WHAT THE EXERCISE ASKS.
In the records that follow, find each line with the word "ErrorResponse" and copy it.

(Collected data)
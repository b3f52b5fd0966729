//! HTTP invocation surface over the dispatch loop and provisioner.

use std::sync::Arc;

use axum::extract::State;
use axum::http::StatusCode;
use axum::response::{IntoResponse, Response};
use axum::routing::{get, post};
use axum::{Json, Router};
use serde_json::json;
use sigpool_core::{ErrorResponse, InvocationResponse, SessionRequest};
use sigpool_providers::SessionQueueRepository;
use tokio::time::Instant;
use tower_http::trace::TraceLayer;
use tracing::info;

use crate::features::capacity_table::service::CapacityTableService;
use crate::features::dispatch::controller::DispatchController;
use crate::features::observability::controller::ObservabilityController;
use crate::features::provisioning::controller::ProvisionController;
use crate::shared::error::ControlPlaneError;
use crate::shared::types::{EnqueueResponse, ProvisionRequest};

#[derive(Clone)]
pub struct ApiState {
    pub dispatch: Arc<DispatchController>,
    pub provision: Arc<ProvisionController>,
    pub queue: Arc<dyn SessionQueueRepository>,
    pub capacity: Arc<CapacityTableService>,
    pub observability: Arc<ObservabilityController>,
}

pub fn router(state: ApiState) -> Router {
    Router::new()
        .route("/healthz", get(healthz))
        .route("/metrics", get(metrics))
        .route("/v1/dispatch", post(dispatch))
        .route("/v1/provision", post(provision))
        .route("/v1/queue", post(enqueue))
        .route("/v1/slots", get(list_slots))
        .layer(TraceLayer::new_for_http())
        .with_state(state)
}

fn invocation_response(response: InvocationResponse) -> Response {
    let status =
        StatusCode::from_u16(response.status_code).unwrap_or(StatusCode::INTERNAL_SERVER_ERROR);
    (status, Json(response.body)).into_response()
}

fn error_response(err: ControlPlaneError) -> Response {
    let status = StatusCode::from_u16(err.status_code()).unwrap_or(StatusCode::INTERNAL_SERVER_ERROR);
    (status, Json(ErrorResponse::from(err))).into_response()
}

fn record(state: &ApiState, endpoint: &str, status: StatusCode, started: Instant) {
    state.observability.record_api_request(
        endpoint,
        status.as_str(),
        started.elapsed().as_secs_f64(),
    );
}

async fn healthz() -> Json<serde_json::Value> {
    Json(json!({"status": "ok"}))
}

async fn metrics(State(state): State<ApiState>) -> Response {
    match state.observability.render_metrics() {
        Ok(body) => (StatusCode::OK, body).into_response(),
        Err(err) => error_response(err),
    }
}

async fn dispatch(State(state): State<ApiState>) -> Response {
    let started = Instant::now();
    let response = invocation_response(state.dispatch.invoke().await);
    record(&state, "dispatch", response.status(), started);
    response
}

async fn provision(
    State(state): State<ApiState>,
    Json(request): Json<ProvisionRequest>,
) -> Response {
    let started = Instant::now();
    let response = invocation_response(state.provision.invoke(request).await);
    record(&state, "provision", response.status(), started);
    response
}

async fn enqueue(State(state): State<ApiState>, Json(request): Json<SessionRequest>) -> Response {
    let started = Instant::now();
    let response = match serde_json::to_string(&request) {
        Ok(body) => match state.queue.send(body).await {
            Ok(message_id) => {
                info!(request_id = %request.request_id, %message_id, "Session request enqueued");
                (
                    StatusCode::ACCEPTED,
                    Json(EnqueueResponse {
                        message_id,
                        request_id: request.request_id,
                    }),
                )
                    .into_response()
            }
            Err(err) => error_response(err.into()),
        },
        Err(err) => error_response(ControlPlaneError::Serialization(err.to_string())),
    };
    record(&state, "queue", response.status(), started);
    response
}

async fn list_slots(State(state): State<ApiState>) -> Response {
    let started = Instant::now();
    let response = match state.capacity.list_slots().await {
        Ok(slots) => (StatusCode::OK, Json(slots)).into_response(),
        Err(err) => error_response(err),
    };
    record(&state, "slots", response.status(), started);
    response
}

...

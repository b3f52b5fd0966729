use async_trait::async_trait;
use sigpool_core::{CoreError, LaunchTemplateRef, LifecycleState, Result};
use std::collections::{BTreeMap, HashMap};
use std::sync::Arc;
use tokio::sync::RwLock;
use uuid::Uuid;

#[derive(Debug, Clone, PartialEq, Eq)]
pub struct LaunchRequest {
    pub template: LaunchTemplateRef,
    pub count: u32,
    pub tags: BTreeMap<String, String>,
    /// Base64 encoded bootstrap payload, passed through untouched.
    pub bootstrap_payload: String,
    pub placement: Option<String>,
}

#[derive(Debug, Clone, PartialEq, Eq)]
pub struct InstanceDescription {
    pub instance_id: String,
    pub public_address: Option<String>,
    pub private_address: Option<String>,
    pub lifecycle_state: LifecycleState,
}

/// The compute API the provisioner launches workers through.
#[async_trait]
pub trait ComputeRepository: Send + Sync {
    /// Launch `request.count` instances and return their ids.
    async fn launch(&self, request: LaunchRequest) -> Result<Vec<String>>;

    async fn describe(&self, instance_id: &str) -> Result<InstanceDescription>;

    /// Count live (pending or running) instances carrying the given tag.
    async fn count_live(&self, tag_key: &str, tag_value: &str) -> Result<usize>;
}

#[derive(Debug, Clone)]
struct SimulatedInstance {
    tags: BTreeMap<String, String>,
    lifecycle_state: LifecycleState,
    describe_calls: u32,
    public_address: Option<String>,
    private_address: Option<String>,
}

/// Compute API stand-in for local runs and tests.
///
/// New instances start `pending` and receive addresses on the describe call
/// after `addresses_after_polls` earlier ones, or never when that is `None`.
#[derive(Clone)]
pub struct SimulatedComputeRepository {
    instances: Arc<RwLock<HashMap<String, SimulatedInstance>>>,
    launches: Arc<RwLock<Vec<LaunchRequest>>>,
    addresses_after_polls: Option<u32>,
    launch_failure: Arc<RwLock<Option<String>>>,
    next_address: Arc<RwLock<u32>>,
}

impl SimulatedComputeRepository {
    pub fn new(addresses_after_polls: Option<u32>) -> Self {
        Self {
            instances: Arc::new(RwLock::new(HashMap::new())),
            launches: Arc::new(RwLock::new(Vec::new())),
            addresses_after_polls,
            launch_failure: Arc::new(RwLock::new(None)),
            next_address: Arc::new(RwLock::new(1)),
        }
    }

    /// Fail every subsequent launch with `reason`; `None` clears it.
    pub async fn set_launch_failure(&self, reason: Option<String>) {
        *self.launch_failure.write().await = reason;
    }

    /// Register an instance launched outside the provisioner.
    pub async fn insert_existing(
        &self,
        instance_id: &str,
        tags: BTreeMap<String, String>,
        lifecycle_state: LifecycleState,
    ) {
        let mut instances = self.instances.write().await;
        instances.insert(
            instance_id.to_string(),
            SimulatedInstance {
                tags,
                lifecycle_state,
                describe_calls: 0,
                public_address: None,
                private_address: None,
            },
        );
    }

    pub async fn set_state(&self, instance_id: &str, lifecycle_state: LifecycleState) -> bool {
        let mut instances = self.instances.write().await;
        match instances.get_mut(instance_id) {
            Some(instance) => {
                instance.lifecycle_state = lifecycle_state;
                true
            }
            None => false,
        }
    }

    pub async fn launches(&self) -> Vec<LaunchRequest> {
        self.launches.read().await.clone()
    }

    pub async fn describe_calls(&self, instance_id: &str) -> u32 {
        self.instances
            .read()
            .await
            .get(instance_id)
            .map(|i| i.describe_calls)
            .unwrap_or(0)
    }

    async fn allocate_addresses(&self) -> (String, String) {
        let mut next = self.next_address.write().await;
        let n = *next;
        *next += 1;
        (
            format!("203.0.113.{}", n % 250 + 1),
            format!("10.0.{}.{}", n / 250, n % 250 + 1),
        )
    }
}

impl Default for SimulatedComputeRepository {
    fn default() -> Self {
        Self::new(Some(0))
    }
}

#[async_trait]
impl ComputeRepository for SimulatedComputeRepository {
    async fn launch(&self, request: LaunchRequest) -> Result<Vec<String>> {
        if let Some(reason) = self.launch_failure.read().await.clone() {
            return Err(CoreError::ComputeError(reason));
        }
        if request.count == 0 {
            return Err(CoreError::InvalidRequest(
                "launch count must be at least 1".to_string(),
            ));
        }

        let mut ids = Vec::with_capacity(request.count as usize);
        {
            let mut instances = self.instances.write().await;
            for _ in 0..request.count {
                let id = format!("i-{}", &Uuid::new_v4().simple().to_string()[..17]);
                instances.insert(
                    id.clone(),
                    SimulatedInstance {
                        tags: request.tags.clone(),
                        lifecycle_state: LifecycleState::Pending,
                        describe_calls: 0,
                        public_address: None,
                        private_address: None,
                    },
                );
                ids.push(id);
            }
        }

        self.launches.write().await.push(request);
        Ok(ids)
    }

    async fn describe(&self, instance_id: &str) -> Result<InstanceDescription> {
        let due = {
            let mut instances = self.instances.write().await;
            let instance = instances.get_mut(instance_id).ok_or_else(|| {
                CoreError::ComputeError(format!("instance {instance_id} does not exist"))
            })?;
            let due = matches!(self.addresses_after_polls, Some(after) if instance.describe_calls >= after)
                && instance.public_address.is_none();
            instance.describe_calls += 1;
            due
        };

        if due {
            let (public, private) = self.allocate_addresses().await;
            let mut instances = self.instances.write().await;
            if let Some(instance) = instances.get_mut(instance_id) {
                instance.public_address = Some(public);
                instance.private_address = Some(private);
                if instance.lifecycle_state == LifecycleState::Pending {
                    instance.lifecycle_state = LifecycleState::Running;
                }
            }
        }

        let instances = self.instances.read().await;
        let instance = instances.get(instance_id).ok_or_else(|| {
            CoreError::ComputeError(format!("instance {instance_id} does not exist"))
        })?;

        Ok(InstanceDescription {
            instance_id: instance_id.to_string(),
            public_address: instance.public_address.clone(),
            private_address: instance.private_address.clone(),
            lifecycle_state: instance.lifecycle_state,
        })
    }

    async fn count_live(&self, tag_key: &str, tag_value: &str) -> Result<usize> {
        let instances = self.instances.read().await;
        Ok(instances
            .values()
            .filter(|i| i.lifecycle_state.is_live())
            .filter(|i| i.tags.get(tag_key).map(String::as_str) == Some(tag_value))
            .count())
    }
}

ANSWER SECTION.
use sigpool_core::{ErrorResponse, InvocationResponse, SessionRequest};
    (status, Json(ErrorResponse::from(err))).into_response()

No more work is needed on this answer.